Stored data
#####

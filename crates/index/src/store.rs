//! Vector store: build, persist, load (fail-closed), search.

use std::path::Path;

use corpus::{Corpus, CorpusManifest};
use serde::{Deserialize, Serialize};
use tracing::info;

use crate::embed::{dot, Embedder};
use crate::error::IndexError;
use crate::sidecar::{IndexSidecar, SidecarSnapshot};

pub const INDEX_FILE: &str = "index.json";

#[derive(Debug, Clone, Serialize, Deserialize)]
struct IndexEntry {
    doc_id: String,
    section_id: String,
    text: String,
    vector: Vec<f32>,
}

#[derive(Debug, Clone, Serialize, PartialEq)]
pub struct SearchHit {
    pub doc_id: String,
    pub section_id: String,
    pub score: f32,
    pub text: String,
}

/// The dense index. No mutable state: build it, persist it, search it.
pub struct VectorIndex {
    entries: Vec<IndexEntry>,
    sidecar: IndexSidecar,
}

impl VectorIndex {
    /// Embed every corpus document. Entries inherit the corpus ordering,
    /// which is already canonical.
    pub fn build(
        corpus: &Corpus,
        snapshot: SidecarSnapshot,
        embedder: &dyn Embedder,
        built_at: &str,
    ) -> Self {
        let entries: Vec<IndexEntry> = corpus
            .docs
            .iter()
            .map(|doc| IndexEntry {
                doc_id: doc.doc_id.clone(),
                section_id: doc.section_id.clone(),
                text: doc.text.clone(),
                vector: embedder.embed(&doc.text),
            })
            .collect();
        let sidecar = IndexSidecar {
            corpus_digest: corpus.manifest.corpus_digest.clone(),
            embedding_model: embedder.model_id().to_string(),
            built_at: built_at.to_string(),
            doc_count: entries.len(),
            snapshot,
        };
        info!(
            doc_count = entries.len(),
            model = %sidecar.embedding_model,
            "index_built"
        );
        Self { entries, sidecar }
    }

    pub fn sidecar(&self) -> &IndexSidecar {
        &self.sidecar
    }

    pub fn len(&self) -> usize {
        self.entries.len()
    }

    pub fn is_empty(&self) -> bool {
        self.entries.is_empty()
    }

    pub fn write(&self, dir: &Path) -> Result<(), IndexError> {
        std::fs::create_dir_all(dir)?;
        std::fs::write(dir.join(INDEX_FILE), serde_json::to_vec(&self.entries)?)?;
        self.sidecar.write(dir)?;
        Ok(())
    }

    /// Load an index directory and verify its sidecar against the active
    /// corpus and the embedder that will serve queries. Any mismatch is
    /// [`IndexError::Stale`] - the caller rebuilds instead of serving.
    pub fn load(
        dir: &Path,
        active: &CorpusManifest,
        embedder: &dyn Embedder,
    ) -> Result<Self, IndexError> {
        let sidecar = IndexSidecar::load(dir)?;
        if sidecar.corpus_digest != active.corpus_digest {
            return Err(IndexError::Stale(format!(
                "sidecar corpus {} != active corpus {}",
                sidecar.corpus_digest, active.corpus_digest
            )));
        }
        if sidecar.embedding_model != embedder.model_id() {
            return Err(IndexError::Stale(format!(
                "sidecar model {} != active model {}",
                sidecar.embedding_model,
                embedder.model_id()
            )));
        }
        let entries: Vec<IndexEntry> =
            serde_json::from_slice(&std::fs::read(dir.join(INDEX_FILE))?)?;
        if entries.len() != sidecar.doc_count {
            return Err(IndexError::Stale(format!(
                "sidecar doc_count {} != stored entries {}",
                sidecar.doc_count,
                entries.len()
            )));
        }
        Ok(Self { entries, sidecar })
    }

    /// Exact cosine top-k. Ties break on `doc_id` so results are stable.
    pub fn search(
        &self,
        embedder: &dyn Embedder,
        query: &str,
        top_k: usize,
    ) -> Result<Vec<SearchHit>, IndexError> {
        if embedder.model_id() != self.sidecar.embedding_model {
            return Err(IndexError::Stale(format!(
                "query model {} != index model {}",
                embedder.model_id(),
                self.sidecar.embedding_model
            )));
        }
        let query_vec = embedder.embed(query);
        if let Some(entry) = self.entries.first() {
            if entry.vector.len() != query_vec.len() {
                return Err(IndexError::DimensionMismatch {
                    expected: entry.vector.len(),
                    actual: query_vec.len(),
                });
            }
        }

        let mut hits: Vec<SearchHit> = self
            .entries
            .iter()
            .map(|entry| SearchHit {
                doc_id: entry.doc_id.clone(),
                section_id: entry.section_id.clone(),
                score: dot(&entry.vector, &query_vec),
                text: entry.text.clone(),
            })
            .collect();
        hits.sort_by(|a, b| {
            b.score
                .partial_cmp(&a.score)
                .unwrap_or(std::cmp::Ordering::Equal)
                .then_with(|| a.doc_id.cmp(&b.doc_id))
        });
        hits.truncate(top_k);
        Ok(hits)
    }
}

#[cfg(test)]
mod tests {
    use super::*;
    use crate::embed::HashEmbedder;
    use corpus::{build_corpus, validate_snapshot, CorpusConfig};

    fn fixture() -> (Corpus, SidecarSnapshot) {
        let dir = tempfile::tempdir().unwrap();
        let payload = concat!(
            "{\"section_id\":\"EAR-736.2\",\"text\":\"General prohibitions on exports without a license.\"}\n",
            "{\"section_id\":\"EAR-744.1\",\"text\":\"Entity list scope and license review policy.\"}\n",
            "{\"section_id\":\"EAR-772.1\",\"text\":\"Definitions of terms used in the regulations.\"}\n",
        );
        std::fs::write(dir.path().join("snapshot.jsonl"), payload).unwrap();
        let manifest = serde_json::json!({
            "manifest_version": "offline-snapshot.v1",
            "snapshot_id": "ecfr-2026-06-01",
            "created_at": "2026-06-01T00:00:00Z",
            "source": {
                "owner": "export-admin", "upstream": "https://www.ecfr.gov/",
                "approved_by": "compliance", "approved_at": "2026-06-02T00:00:00Z"
            },
            "scope": {"titles": ["15"], "parts": ["736"]},
            "payload": {
                "path": "snapshot.jsonl",
                "sha256": governance::sha256_hex(payload.as_bytes()),
                "size_bytes": payload.len()
            }
        });
        std::fs::write(
            dir.path().join("manifest.json"),
            serde_json::to_vec(&manifest).unwrap(),
        )
        .unwrap();
        let snapshot = validate_snapshot(dir.path()).unwrap();
        let corpus = build_corpus(&snapshot, &CorpusConfig::default()).unwrap();
        let sidecar_snapshot = SidecarSnapshot {
            snapshot_id: snapshot.manifest.snapshot_id.clone(),
            snapshot_sha256: snapshot.payload_sha256.clone(),
        };
        (corpus, sidecar_snapshot)
    }

    #[test]
    fn build_write_load_search() {
        let (corpus, snap) = fixture();
        let dir = tempfile::tempdir().unwrap();
        let embedder = HashEmbedder::default();
        let index = VectorIndex::build(&corpus, snap, &embedder, "2000-01-01T00:00:00Z");
        index.write(dir.path()).unwrap();

        let loaded = VectorIndex::load(dir.path(), &corpus.manifest, &embedder).unwrap();
        assert_eq!(loaded.len(), 3);

        let hits = loaded
            .search(&embedder, "license review policy for the entity list", 2)
            .unwrap();
        assert_eq!(hits.len(), 2);
        assert_eq!(hits[0].doc_id, "EAR-744.1");
        assert!(hits[0].score > hits[1].score);
    }

    #[test]
    fn stale_corpus_fails_closed() {
        let (corpus, snap) = fixture();
        let dir = tempfile::tempdir().unwrap();
        let embedder = HashEmbedder::default();
        VectorIndex::build(&corpus, snap, &embedder, "2000-01-01T00:00:00Z")
            .write(dir.path())
            .unwrap();

        let mut other = corpus.manifest.clone();
        other.corpus_digest = "f".repeat(64);
        assert!(matches!(
            VectorIndex::load(dir.path(), &other, &embedder).unwrap_err(),
            IndexError::Stale(_)
        ));
    }

    #[test]
    fn model_mismatch_fails_closed() {
        let (corpus, snap) = fixture();
        let dir = tempfile::tempdir().unwrap();
        VectorIndex::build(&corpus, snap, &HashEmbedder::default(), "2000-01-01T00:00:00Z")
            .write(dir.path())
            .unwrap();
        assert!(matches!(
            VectorIndex::load(dir.path(), &corpus.manifest, &HashEmbedder::new(128)).unwrap_err(),
            IndexError::Stale(_)
        ));
    }

    #[test]
    fn rebuild_is_deterministic() {
        let (corpus, snap) = fixture();
        let embedder = HashEmbedder::default();
        let a = VectorIndex::build(&corpus, snap.clone(), &embedder, "2000-01-01T00:00:00Z");
        let b = VectorIndex::build(&corpus, snap, &embedder, "2000-01-01T00:00:00Z");
        assert_eq!(
            serde_json::to_vec(&a.entries).unwrap(),
            serde_json::to_vec(&b.entries).unwrap()
        );
        assert_eq!(a.sidecar, b.sidecar);
    }
}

#####

Nothing but the lines with "text" should be returned, copied from the entries above.

    text: String,
    pub text: String,
                text: doc.text.clone(),
                vector: embedder.embed(&doc.text),
                text: entry.text.clone(),
            "{\"section_id\":\"EAR-736.2\",\"text\":\"General prohibitions on exports without a license.\"}\n",
            "{\"section_id\":\"EAR-744.1\",\"text\":\"Entity list scope and license review policy.\"}\n",
            "{\"section_id\":\"EAR-772.1\",\"text\":\"Definitions of terms used in the regulations.\"}\n",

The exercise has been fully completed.